◆ EXERCISE OBJECTIVE ◆
Looking at the entries, how many lines hold the word "TierCounts"? State the number by itself.

▬▬▬▬▬▬▬▬▬▬

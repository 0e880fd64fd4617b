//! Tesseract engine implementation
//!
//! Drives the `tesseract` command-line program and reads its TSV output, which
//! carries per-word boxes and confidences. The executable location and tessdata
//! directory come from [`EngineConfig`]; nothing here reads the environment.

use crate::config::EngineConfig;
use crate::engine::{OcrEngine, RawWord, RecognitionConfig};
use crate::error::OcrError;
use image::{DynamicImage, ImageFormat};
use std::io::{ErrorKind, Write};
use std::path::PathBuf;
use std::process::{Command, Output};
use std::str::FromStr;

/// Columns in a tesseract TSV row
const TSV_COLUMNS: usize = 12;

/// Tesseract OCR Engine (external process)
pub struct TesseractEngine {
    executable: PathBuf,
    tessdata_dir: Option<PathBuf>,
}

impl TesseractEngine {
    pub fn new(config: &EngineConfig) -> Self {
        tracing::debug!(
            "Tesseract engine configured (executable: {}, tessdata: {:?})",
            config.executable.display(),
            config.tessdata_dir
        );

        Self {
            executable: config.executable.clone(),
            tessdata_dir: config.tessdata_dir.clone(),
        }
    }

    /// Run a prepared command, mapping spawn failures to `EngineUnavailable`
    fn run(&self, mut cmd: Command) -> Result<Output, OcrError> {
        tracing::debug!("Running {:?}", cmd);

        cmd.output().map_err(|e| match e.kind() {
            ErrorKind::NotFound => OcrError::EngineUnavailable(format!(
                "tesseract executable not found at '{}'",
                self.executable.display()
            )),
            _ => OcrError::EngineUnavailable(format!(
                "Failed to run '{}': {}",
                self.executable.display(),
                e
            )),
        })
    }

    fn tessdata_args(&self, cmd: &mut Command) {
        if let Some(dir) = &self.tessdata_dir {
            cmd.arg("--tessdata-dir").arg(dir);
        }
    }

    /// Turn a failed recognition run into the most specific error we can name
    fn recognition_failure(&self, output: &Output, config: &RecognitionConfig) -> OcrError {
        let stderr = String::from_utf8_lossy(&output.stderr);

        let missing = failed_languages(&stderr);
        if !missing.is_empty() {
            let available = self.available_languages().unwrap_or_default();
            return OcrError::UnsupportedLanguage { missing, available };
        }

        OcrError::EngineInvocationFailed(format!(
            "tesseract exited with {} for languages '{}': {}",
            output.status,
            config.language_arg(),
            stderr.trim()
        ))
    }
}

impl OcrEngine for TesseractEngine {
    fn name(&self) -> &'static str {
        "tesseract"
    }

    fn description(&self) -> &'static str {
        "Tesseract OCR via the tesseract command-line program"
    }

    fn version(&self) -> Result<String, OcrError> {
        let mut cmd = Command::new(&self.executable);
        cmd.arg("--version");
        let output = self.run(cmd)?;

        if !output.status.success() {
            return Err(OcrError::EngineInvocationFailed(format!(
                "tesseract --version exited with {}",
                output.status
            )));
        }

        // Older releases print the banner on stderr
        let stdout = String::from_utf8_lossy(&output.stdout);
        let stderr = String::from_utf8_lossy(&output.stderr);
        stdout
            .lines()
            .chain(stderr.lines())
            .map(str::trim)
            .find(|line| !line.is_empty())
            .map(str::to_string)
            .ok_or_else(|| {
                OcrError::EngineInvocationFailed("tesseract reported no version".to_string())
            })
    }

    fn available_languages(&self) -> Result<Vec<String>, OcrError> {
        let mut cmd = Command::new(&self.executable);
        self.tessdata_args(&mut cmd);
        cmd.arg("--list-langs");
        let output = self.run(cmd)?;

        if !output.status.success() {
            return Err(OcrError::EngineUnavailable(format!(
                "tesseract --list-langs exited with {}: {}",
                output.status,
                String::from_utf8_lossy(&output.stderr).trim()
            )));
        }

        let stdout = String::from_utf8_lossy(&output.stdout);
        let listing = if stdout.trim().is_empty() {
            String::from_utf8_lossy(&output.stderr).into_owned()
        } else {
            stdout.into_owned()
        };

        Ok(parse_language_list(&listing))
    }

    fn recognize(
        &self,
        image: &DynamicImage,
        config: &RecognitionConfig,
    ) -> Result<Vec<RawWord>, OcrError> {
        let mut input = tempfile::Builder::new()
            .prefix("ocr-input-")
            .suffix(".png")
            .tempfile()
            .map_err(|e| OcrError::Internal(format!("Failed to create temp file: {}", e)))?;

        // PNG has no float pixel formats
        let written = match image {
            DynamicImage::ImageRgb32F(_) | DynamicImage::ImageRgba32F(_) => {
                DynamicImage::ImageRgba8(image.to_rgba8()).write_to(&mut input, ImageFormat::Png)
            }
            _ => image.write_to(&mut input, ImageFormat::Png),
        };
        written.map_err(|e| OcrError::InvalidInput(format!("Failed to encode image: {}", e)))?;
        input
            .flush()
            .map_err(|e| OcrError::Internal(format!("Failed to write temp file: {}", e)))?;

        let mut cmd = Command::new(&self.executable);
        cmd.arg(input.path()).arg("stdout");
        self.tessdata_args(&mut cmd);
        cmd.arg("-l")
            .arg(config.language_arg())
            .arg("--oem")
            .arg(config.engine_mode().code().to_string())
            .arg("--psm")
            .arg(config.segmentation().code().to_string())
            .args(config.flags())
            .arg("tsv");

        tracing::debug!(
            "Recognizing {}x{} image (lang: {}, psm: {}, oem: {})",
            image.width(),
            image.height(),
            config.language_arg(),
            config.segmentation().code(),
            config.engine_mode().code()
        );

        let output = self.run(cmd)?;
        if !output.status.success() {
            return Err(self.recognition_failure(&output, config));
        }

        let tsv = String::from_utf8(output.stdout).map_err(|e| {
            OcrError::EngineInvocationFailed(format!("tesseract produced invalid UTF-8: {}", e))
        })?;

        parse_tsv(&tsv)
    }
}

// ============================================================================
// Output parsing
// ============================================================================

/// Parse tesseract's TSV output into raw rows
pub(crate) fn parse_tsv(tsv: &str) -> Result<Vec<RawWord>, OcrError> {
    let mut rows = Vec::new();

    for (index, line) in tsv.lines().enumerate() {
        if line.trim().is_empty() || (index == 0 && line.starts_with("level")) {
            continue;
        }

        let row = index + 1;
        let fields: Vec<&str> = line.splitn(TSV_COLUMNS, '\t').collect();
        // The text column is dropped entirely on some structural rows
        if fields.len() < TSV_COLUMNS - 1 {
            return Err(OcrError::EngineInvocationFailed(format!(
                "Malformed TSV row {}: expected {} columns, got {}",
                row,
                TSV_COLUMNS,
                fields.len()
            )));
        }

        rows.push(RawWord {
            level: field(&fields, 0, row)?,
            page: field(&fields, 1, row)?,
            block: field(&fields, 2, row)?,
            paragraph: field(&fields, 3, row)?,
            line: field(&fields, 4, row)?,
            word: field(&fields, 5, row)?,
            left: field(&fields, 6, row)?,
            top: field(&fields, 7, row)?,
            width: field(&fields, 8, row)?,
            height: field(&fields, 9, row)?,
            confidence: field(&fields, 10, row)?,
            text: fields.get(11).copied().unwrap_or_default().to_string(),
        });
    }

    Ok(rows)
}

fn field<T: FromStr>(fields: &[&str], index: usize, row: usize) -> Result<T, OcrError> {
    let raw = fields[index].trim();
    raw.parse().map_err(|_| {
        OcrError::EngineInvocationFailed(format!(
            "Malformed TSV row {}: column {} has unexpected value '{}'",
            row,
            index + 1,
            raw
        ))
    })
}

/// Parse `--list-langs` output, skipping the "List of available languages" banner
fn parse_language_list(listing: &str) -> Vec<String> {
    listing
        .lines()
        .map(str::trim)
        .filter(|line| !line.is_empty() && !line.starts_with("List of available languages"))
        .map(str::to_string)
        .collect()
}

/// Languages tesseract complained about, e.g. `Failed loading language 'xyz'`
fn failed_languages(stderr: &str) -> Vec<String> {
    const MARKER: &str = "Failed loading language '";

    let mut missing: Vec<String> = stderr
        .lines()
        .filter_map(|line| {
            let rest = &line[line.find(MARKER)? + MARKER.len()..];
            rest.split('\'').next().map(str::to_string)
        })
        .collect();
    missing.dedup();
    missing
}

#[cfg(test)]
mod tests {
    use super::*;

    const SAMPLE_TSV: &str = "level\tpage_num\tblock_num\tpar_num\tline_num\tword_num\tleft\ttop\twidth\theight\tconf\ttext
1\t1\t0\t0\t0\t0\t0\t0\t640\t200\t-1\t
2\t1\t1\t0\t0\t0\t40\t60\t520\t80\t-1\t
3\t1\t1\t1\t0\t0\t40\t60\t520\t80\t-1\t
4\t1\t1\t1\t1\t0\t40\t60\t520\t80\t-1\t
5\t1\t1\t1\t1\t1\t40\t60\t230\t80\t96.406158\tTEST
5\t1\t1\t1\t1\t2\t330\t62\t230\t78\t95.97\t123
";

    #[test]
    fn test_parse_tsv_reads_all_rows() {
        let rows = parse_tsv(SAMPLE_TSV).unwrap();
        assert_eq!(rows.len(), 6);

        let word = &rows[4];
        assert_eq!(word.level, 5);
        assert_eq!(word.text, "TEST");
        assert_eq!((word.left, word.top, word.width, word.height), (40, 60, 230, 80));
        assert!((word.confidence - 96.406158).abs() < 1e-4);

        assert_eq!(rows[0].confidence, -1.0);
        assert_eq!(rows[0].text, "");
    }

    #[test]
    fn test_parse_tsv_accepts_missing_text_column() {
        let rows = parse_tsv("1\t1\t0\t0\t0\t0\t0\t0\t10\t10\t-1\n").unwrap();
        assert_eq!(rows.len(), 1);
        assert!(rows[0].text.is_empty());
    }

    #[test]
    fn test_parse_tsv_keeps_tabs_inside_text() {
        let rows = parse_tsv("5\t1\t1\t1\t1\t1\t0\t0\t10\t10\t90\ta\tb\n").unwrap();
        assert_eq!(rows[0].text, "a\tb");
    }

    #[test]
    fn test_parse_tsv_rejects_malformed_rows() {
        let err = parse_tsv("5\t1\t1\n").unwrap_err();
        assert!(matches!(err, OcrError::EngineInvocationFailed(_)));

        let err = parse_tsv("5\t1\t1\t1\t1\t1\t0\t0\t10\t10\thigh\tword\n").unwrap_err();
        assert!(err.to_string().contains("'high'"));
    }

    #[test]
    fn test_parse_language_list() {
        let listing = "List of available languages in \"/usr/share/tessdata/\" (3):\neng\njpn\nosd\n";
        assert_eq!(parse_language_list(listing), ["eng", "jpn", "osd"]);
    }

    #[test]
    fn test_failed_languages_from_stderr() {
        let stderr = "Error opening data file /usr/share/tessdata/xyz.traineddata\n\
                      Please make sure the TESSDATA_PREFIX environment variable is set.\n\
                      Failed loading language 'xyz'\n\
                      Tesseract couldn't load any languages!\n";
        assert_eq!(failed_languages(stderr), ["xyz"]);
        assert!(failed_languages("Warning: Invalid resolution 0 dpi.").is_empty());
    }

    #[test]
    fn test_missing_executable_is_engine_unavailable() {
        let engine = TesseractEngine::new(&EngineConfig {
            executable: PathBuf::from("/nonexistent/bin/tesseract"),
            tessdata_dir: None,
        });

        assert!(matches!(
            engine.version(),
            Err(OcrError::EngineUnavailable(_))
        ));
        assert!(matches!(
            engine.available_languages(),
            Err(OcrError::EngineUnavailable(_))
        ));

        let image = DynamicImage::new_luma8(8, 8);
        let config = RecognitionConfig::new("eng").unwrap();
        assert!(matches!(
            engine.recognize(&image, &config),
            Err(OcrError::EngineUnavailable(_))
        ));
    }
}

▬▬▬▬▬▬▬▬▬▬

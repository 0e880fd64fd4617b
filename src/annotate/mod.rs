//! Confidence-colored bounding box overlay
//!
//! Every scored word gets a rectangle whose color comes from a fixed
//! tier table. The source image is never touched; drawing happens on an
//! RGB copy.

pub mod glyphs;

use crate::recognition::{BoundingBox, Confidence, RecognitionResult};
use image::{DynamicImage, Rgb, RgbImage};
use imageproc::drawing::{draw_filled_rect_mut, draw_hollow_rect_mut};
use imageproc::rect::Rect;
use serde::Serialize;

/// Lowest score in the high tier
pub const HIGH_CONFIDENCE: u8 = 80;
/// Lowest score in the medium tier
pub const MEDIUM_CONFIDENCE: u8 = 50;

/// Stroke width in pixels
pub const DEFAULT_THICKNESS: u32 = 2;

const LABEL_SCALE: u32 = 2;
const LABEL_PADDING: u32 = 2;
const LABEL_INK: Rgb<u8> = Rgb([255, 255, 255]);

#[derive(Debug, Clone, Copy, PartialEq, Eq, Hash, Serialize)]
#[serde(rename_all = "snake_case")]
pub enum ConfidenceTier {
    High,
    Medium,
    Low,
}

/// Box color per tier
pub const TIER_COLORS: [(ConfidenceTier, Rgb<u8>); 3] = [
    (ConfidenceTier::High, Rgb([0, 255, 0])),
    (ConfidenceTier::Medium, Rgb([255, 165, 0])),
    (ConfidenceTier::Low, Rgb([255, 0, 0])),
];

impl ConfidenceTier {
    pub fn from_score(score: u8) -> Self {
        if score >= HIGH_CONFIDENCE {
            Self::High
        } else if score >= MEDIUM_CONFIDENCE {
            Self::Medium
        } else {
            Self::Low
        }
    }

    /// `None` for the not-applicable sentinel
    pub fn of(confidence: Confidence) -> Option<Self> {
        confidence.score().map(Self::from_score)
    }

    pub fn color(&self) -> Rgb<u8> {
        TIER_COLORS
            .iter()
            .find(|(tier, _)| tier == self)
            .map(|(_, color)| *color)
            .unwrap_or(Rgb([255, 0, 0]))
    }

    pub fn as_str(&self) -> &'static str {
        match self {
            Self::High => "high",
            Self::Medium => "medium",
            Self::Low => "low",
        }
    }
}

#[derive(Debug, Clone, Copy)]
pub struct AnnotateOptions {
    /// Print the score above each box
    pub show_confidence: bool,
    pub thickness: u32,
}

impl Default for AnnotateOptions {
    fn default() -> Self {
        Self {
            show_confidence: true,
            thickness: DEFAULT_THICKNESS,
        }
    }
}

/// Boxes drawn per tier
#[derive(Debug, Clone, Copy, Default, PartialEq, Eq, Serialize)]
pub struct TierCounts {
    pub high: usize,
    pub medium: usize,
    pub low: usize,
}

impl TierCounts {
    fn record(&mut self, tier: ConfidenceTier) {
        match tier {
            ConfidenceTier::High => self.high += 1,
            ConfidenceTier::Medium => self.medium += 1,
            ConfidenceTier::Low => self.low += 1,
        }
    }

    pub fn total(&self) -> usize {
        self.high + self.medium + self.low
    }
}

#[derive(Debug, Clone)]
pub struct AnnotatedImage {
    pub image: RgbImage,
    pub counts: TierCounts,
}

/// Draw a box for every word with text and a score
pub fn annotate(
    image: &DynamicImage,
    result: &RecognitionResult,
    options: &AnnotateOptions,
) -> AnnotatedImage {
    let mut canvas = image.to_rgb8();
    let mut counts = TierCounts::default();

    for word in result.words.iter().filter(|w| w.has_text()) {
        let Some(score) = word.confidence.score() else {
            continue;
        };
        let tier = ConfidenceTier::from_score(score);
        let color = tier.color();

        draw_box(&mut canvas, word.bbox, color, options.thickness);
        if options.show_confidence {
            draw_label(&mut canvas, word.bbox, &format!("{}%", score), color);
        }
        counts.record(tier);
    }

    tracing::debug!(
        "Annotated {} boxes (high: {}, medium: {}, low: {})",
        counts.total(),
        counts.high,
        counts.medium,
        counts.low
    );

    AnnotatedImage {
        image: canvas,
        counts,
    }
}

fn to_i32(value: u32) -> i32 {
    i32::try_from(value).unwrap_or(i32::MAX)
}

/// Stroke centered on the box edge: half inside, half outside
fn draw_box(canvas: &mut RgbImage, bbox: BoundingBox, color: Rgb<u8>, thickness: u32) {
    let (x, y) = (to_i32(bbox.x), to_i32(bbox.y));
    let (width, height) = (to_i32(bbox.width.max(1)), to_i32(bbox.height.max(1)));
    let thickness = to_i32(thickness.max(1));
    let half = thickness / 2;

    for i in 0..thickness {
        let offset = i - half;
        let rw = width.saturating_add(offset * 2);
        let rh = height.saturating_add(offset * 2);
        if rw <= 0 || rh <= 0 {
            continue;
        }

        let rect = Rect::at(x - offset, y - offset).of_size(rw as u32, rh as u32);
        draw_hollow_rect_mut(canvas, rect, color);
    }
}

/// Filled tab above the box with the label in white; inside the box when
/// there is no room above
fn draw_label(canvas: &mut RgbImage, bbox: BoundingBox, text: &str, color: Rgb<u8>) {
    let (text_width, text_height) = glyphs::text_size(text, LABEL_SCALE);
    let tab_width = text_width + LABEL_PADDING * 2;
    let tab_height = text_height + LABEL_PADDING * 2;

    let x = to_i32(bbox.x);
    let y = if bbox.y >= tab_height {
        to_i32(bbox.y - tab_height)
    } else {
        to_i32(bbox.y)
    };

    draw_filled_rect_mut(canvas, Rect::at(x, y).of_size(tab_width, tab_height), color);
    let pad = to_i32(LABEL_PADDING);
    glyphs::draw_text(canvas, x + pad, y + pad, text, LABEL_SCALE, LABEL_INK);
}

▬▬▬▬▬▬▬▬▬▬

◆ WRITTEN RESPONSE ◆
4